The reaction rate in the context of enzyme kinetics refers to how quickly the product forms from the substrate. The rate depends on several factors, including enzyme concentration, substrate concentration, temperature, and pH. When an enzyme is not saturated, increasing substrate concentration will increase the reaction rate. However, once saturation is reached, only adding more enzyme can create more opportunities for the substrate to bind and react, thus speeding up the reaction. It's crucial to understand that the reaction rate will stop increasing once every enzyme is continually busy with substrate molecules.

Noncompetitive inhibitors affect enzyme activity by binding to a site other than the active site, known as an allosteric site. This binding alters the enzyme's shape and function, reducing its ability to catalyze the reaction, even if the substrate concentration is high. Noncompetitive inhibitors decrease the overall number of active sites available, lowering the maximum reaction rate (Vmax).

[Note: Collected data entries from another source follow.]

use serde::{Deserialize, Serialize};

use crate::core::{PdeError, PdeResult};

/// Uniform spatial grid on `[boundary_inf, boundary_sup]` with `size` nodes.
///
/// Immutable after construction. Deserialization goes through the same validation as
/// [`RegularGrid1D::new`].
#[derive(Debug, Clone, Copy, PartialEq, Serialize, Deserialize)]
#[serde(try_from = "RegularGrid1DPayload", into = "RegularGrid1DPayload")]
pub struct RegularGrid1D {
    size: usize,
    boundary_inf: f64,
    boundary_sup: f64,
    step: f64,
}

#[derive(Debug, Clone, Copy, Serialize, Deserialize)]
struct RegularGrid1DPayload {
    size: usize,
    boundary_inf: f64,
    boundary_sup: f64,
}

impl RegularGrid1D {
    /// Builds a grid with `step = (sup - inf) / (size - 1)`.
    pub fn new(size: usize, boundary_inf: f64, boundary_sup: f64) -> PdeResult<Self> {
        if size <= 1 {
            return Err(PdeError::InvalidArgument(format!(
                "grid size must be > 1, got {size}"
            )));
        }
        if !boundary_inf.is_finite() || !boundary_sup.is_finite() {
            return Err(PdeError::InvalidArgument(
                "grid bounds must be finite".to_string(),
            ));
        }
        if boundary_sup < boundary_inf {
            return Err(PdeError::InvalidArgument(format!(
                "grid upper bound {boundary_sup} is below lower bound {boundary_inf}"
            )));
        }

        Ok(Self {
            size,
            boundary_inf,
            boundary_sup,
            step: (boundary_sup - boundary_inf) / (size as f64 - 1.0),
        })
    }

    #[inline]
    pub fn size(&self) -> usize {
        self.size
    }

    #[inline]
    pub fn boundary_inf(&self) -> f64 {
        self.boundary_inf
    }

    #[inline]
    pub fn boundary_sup(&self) -> f64 {
        self.boundary_sup
    }

    #[inline]
    pub fn step(&self) -> f64 {
        self.step
    }

    /// Coordinate of node `i`; the last node maps exactly to `boundary_sup`.
    #[inline]
    pub fn coordinate(&self, i: usize) -> f64 {
        if i + 1 == self.size {
            self.boundary_sup
        } else {
            self.boundary_inf + i as f64 * self.step
        }
    }

    pub fn coordinates(&self) -> Vec<f64> {
        (0..self.size).map(|i| self.coordinate(i)).collect()
    }
}

impl TryFrom<RegularGrid1DPayload> for RegularGrid1D {
    type Error = PdeError;

    fn try_from(payload: RegularGrid1DPayload) -> Result<Self, Self::Error> {
        Self::new(payload.size, payload.boundary_inf, payload.boundary_sup)
    }
}

impl From<RegularGrid1D> for RegularGrid1DPayload {
    fn from(grid: RegularGrid1D) -> Self {
        Self {
            size: grid.size,
            boundary_inf: grid.boundary_inf,
            boundary_sup: grid.boundary_sup,
        }
    }
}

They do not compete with the substrate for the active site, so their inhibitory effect cannot be overcome by simply adding more substrate. Because of this, adding a noncompetitive inhibitor to a saturated enzyme solution would slow down the reaction rather than speed it up.

Denaturation is the process where an enzyme loses its three-dimensional structure due to external stress like extreme temperatures or pH levels. When an enzyme denatures, its active site changes shape, making it unable to bind to the substrate effectively. For most enzymes, temperatures above approximately 60°C can cause denaturation. Heating an enzyme solution to 90°C, as mentioned in the exercise, would likely denature the enzyme completely, causing a significant decrease in reaction rate or halting the reaction altogether. Understanding denaturation is key to maintaining optimal reaction conditions and ensuring enzymes remain functional.